BEGIN Dataset records
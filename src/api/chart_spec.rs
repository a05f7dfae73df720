use serde::{Deserialize, Serialize};

use crate::api::ChartKind;

const DEFAULT_LINE_WIDTH: f64 = 0.2;
const DEFAULT_DOT_SIZE: f64 = 1.0;
const DEFAULT_HBAR_WIDTH: f64 = 1.0;
const DEFAULT_HDOT_SIZE: f64 = 0.3;
const DEFAULT_AREA_OPACITY: f64 = 50.0;

fn default_line_width() -> f64 {
    DEFAULT_LINE_WIDTH
}

fn default_dot_size() -> f64 {
    DEFAULT_DOT_SIZE
}

fn default_hbar_width() -> f64 {
    DEFAULT_HBAR_WIDTH
}

fn default_hdot_size() -> f64 {
    DEFAULT_HDOT_SIZE
}

/// Sequential (column) chart: bars with optional scatter, line and area
/// overlays plus title, frame and axis decorations.
#[derive(Debug, Clone, Copy, PartialEq, Serialize, Deserialize)]
#[serde(default)]
pub struct ColumnOptions {
    pub bars: bool,
    /// `None` spreads the bars over the box: `(right - left) / (n + 1)`.
    pub bar_width: Option<f64>,
    pub line_width: f64,
    pub dot_size: f64,
    pub scatter: bool,
    pub line: bool,
    pub area: bool,
    pub area_opacity: f64,
    pub title: bool,
    pub frame: bool,
    pub axis: bool,
    pub grid: bool,
}

impl Default for ColumnOptions {
    fn default() -> Self {
        Self {
            bars: true,
            bar_width: None,
            line_width: DEFAULT_LINE_WIDTH,
            dot_size: DEFAULT_DOT_SIZE,
            scatter: false,
            line: false,
            area: false,
            area_opacity: DEFAULT_AREA_OPACITY,
            title: false,
            frame: false,
            axis: false,
            grid: false,
        }
    }
}

impl ColumnOptions {
    /// Turns the scatter, line and area overlays on or off. Bars are kept.
    #[must_use]
    pub fn with_overlays(mut self, scatter: bool, line: bool, area: bool) -> Self {
        self.scatter = scatter;
        self.line = line;
        self.area = area;
        self
    }

    #[must_use]
    pub fn with_bar_width(mut self, width: f64) -> Self {
        self.bar_width = Some(width);
        self
    }

    #[must_use]
    pub fn with_title(mut self, title: bool) -> Self {
        self.title = title;
        self
    }

    #[must_use]
    pub fn with_frame(mut self, frame: bool) -> Self {
        self.frame = frame;
        self
    }

    #[must_use]
    pub fn with_axis(mut self, axis: bool, grid: bool) -> Self {
        self.axis = axis;
        self.grid = grid;
        self
    }
}

#[derive(Debug, Clone, Copy, PartialEq, Eq, Serialize, Deserialize, Default)]
#[serde(default)]
pub struct WordBarOptions {
    pub show_values: bool,
    pub show_percentage: bool,
}

#[derive(Debug, Clone, Copy, PartialEq, Serialize, Deserialize)]
#[serde(default)]
pub struct DonutOptions {
    pub size: f64,
    pub stroke_width: f64,
    pub show_values: bool,
    pub solid: bool,
}

impl Default for DonutOptions {
    fn default() -> Self {
        Self {
            size: 20.0,
            stroke_width: 2.0,
            show_values: true,
            solid: false,
        }
    }
}

#[derive(Debug, Clone, Copy, PartialEq, Serialize, Deserialize)]
#[serde(default)]
pub struct ProportionalMapOptions {
    pub band_height: f64,
    /// Labels at most this long stay inside their band.
    pub label_length: usize,
    pub show_values: bool,
    pub solid: bool,
}

impl Default for ProportionalMapOptions {
    fn default() -> Self {
        Self {
            band_height: 5.0,
            label_length: 60,
            show_values: true,
            solid: false,
        }
    }
}

#[derive(Debug, Clone, Copy, PartialEq, Eq, Serialize, Deserialize)]
#[serde(default)]
pub struct ProportionalGridOptions {
    pub rows: usize,
    pub cols: usize,
    pub show_values: bool,
}

impl Default for ProportionalGridOptions {
    fn default() -> Self {
        Self {
            rows: 10,
            cols: 10,
            show_values: false,
        }
    }
}

#[derive(Debug, Clone, Copy, PartialEq, Serialize, Deserialize)]
#[serde(default)]
pub struct RadialOptions {
    pub size: f64,
    pub radius: f64,
    pub show_spokes: bool,
    pub show_values: bool,
}

impl Default for RadialOptions {
    fn default() -> Self {
        Self {
            size: 4.0,
            radius: 18.0,
            show_spokes: false,
            show_values: true,
        }
    }
}

/// What to draw, with the options specific to each chart family.
#[derive(Debug, Clone, Copy, PartialEq, Serialize, Deserialize)]
#[serde(tag = "chart", rename_all = "snake_case")]
pub enum ChartSpec {
    Column(ColumnOptions),
    HorizontalBar {
        #[serde(default = "default_hbar_width")]
        bar_width: f64,
    },
    HorizontalDot {
        #[serde(default = "default_hdot_size")]
        dot_size: f64,
    },
    WordBar(WordBarOptions),
    VerticalDot {
        #[serde(default = "default_dot_size")]
        dot_size: f64,
    },
    Donut(DonutOptions),
    ProportionalMap(ProportionalMapOptions),
    ProportionalGrid(ProportionalGridOptions),
    Radial(RadialOptions),
    Slope {
        #[serde(default = "default_line_width")]
        line_width: f64,
    },
}

impl Default for ChartSpec {
    fn default() -> Self {
        Self::Column(ColumnOptions::default())
    }
}

impl ChartSpec {
    /// Default options for a named chart kind. `line`, `scatter` and `area`
    /// are column charts that draw the bars with their overlay on top.
    #[must_use]
    pub fn for_kind(kind: ChartKind) -> Self {
        match kind {
            ChartKind::Bar => Self::Column(ColumnOptions::default()),
            ChartKind::Line => {
                Self::Column(ColumnOptions::default().with_overlays(false, true, false))
            }
            ChartKind::Scatter => {
                Self::Column(ColumnOptions::default().with_overlays(true, false, false))
            }
            ChartKind::Area => {
                Self::Column(ColumnOptions::default().with_overlays(false, false, true))
            }
            ChartKind::HorizontalBar => Self::HorizontalBar {
                bar_width: DEFAULT_HBAR_WIDTH,
            },
            ChartKind::HorizontalDot => Self::HorizontalDot {
                dot_size: DEFAULT_HDOT_SIZE,
            },
            ChartKind::WordBar => Self::WordBar(WordBarOptions::default()),
            ChartKind::VerticalDot => Self::VerticalDot {
                dot_size: DEFAULT_DOT_SIZE,
            },
            ChartKind::Donut => Self::Donut(DonutOptions::default()),
            ChartKind::ProportionalMap => Self::ProportionalMap(ProportionalMapOptions::default()),
            ChartKind::ProportionalGrid => {
                Self::ProportionalGrid(ProportionalGridOptions::default())
            }
            ChartKind::Radial => Self::Radial(RadialOptions::default()),
            ChartKind::Slope => Self::Slope {
                line_width: DEFAULT_LINE_WIDTH,
            },
        }
    }

    #[must_use]
    pub const fn name(&self) -> &'static str {
        match self {
            Self::Column(_) => "column",
            Self::HorizontalBar { .. } => "horizontal_bar",
            Self::HorizontalDot { .. } => "horizontal_dot",
            Self::WordBar(_) => "word_bar",
            Self::VerticalDot { .. } => "vertical_dot",
            Self::Donut(_) => "donut",
            Self::ProportionalMap(_) => "proportional_map",
            Self::ProportionalGrid(_) => "proportional_grid",
            Self::Radial(_) => "radial",
            Self::Slope { .. } => "slope",
        }
    }
}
END Dataset records
Prompt: Every entry should be transcribed exactly, with nothing omitted.

Solution to this problem:
filename src/api/chart_spec.rs
repository a05f7dfae73df720
use serde::{Deserialize, Serialize};

use crate::api::ChartKind;

const DEFAULT_LINE_WIDTH: f64 = 0.2;
const DEFAULT_DOT_SIZE: f64 = 1.0;
const DEFAULT_HBAR_WIDTH: f64 = 1.0;
const DEFAULT_HDOT_SIZE: f64 = 0.3;
const DEFAULT_AREA_OPACITY: f64 = 50.0;

fn default_line_width() -> f64 {
    DEFAULT_LINE_WIDTH
}

fn default_dot_size() -> f64 {
    DEFAULT_DOT_SIZE
}

fn default_hbar_width() -> f64 {
    DEFAULT_HBAR_WIDTH
}

fn default_hdot_size() -> f64 {
    DEFAULT_HDOT_SIZE
}

/// Sequential (column) chart: bars with optional scatter, line and area
/// overlays plus title, frame and axis decorations.
#[derive(Debug, Clone, Copy, PartialEq, Serialize, Deserialize)]
#[serde(default)]
pub struct ColumnOptions {
    pub bars: bool,
    /// `None` spreads the bars over the box: `(right - left) / (n + 1)`.
    pub bar_width: Option<f64>,
    pub line_width: f64,
    pub dot_size: f64,
    pub scatter: bool,
    pub line: bool,
    pub area: bool,
    pub area_opacity: f64,
    pub title: bool,
    pub frame: bool,
    pub axis: bool,
    pub grid: bool,
}

impl Default for ColumnOptions {
    fn default() -> Self {
        Self {
            bars: true,
            bar_width: None,
            line_width: DEFAULT_LINE_WIDTH,
            dot_size: DEFAULT_DOT_SIZE,
            scatter: false,
            line: false,
            area: false,
            area_opacity: DEFAULT_AREA_OPACITY,
            title: false,
            frame: false,
            axis: false,
            grid: false,
        }
    }
}

impl ColumnOptions {
    /// Turns the scatter, line and area overlays on or off. Bars are kept.
    #[must_use]
    pub fn with_overlays(mut self, scatter: bool, line: bool, area: bool) -> Self {
        self.scatter = scatter;
        self.line = line;
        self.area = area;
        self
    }

    #[must_use]
    pub fn with_bar_width(mut self, width: f64) -> Self {
        self.bar_width = Some(width);
        self
    }

    #[must_use]
    pub fn with_title(mut self, title: bool) -> Self {
        self.title = title;
        self
    }

    #[must_use]
    pub fn with_frame(mut self, frame: bool) -> Self {
        self.frame = frame;
        self
    }

    #[must_use]
    pub fn with_axis(mut self, axis: bool, grid: bool) -> Self {
        self.axis = axis;
        self.grid = grid;
        self
    }
}

#[derive(Debug, Clone, Copy, PartialEq, Eq, Serialize, Deserialize, Default)]
#[serde(default)]
pub struct WordBarOptions {
    pub show_values: bool,
    pub show_percentage: bool,
}

#[derive(Debug, Clone, Copy, PartialEq, Serialize, Deserialize)]
#[serde(default)]
pub struct DonutOptions {
    pub size: f64,
    pub stroke_width: f64,
    pub show_values: bool,
    pub solid: bool,
}

impl Default for DonutOptions {
    fn default() -> Self {
        Self {
            size: 20.0,
            stroke_width: 2.0,
            show_values: true,
            solid: false,
        }
    }
}

#[derive(Debug, Clone, Copy, PartialEq, Serialize, Deserialize)]
#[serde(default)]
pub struct ProportionalMapOptions {
    pub band_height: f64,
    /// Labels at most this long stay inside their band.
    pub label_length: usize,
    pub show_values: bool,
    pub solid: bool,
}

impl Default for ProportionalMapOptions {
    fn default() -> Self {
        Self {
            band_height: 5.0,
            label_length: 60,
            show_values: true,
            solid: false,
        }
    }
}

#[derive(Debug, Clone, Copy, PartialEq, Eq, Serialize, Deserialize)]
#[serde(default)]
pub struct ProportionalGridOptions {
    pub rows: usize,
    pub cols: usize,
    pub show_values: bool,
}

impl Default for ProportionalGridOptions {
    fn default() -> Self {
        Self {
            rows: 10,
            cols: 10,
            show_values: false,
        }
    }
}

#[derive(Debug, Clone, Copy, PartialEq, Serialize, Deserialize)]
#[serde(default)]
pub struct RadialOptions {
    pub size: f64,
    pub radius: f64,
    pub show_spokes: bool,
    pub show_values: bool,
}

impl Default for RadialOptions {
    fn default() -> Self {
        Self {
            size: 4.0,
            radius: 18.0,
            show_spokes: false,
            show_values: true,
        }
    }
}

/// What to draw, with the options specific to each chart family.
#[derive(Debug, Clone, Copy, PartialEq, Serialize, Deserialize)]
#[serde(tag = "chart", rename_all = "snake_case")]
pub enum ChartSpec {
    Column(ColumnOptions),
    HorizontalBar {
        #[serde(default = "default_hbar_width")]
        bar_width: f64,
    },
    HorizontalDot {
        #[serde(default = "default_hdot_size")]
        dot_size: f64,
    },
    WordBar(WordBarOptions),
    VerticalDot {
        #[serde(default = "default_dot_size")]
        dot_size: f64,
    },
    Donut(DonutOptions),
    ProportionalMap(ProportionalMapOptions),
    ProportionalGrid(ProportionalGridOptions),
    Radial(RadialOptions),
    Slope {
        #[serde(default = "default_line_width")]
        line_width: f64,
    },
}

impl Default for ChartSpec {
    fn default() -> Self {
        Self::Column(ColumnOptions::default())
    }
}

impl ChartSpec {
    /// Default options for a named chart kind. `line`, `scatter` and `area`
    /// are column charts that draw the bars with their overlay on top.
    #[must_use]
    pub fn for_kind(kind: ChartKind) -> Self {
        match kind {
            ChartKind::Bar => Self::Column(ColumnOptions::default()),
            ChartKind::Line => {
                Self::Column(ColumnOptions::default().with_overlays(false, true, false))
            }
            ChartKind::Scatter => {
                Self::Column(ColumnOptions::default().with_overlays(true, false, false))
            }
            ChartKind::Area => {
                Self::Column(ColumnOptions::default().with_overlays(false, false, true))
            }
            ChartKind::HorizontalBar => Self::HorizontalBar {
                bar_width: DEFAULT_HBAR_WIDTH,
            },
            ChartKind::HorizontalDot => Self::HorizontalDot {
                dot_size: DEFAULT_HDOT_SIZE,
            },
            ChartKind::WordBar => Self::WordBar(WordBarOptions::default()),
            ChartKind::VerticalDot => Self::VerticalDot {
                dot_size: DEFAULT_DOT_SIZE,
            },
            ChartKind::Donut => Self::Donut(DonutOptions::default()),
            ChartKind::ProportionalMap => Self::ProportionalMap(ProportionalMapOptions::default()),
            ChartKind::ProportionalGrid => {
                Self::ProportionalGrid(ProportionalGridOptions::default())
            }
            ChartKind::Radial => Self::Radial(RadialOptions::default()),
            ChartKind::Slope => Self::Slope {
                line_width: DEFAULT_LINE_WIDTH,
            },
        }
    }

    #[must_use]
    pub const fn name(&self) -> &'static str {
        match self {
            Self::Column(_) => "column",
            Self::HorizontalBar { .. } => "horizontal_bar",
            Self::HorizontalDot { .. } => "horizontal_dot",
            Self::WordBar(_) => "word_bar",
            Self::VerticalDot { .. } => "vertical_dot",
            Self::Donut(_) => "donut",
            Self::ProportionalMap(_) => "proportional_map",
            Self::ProportionalGrid(_) => "proportional_grid",
            Self::Radial(_) => "radial",
            Self::Slope { .. } => "slope",
        }
    }
}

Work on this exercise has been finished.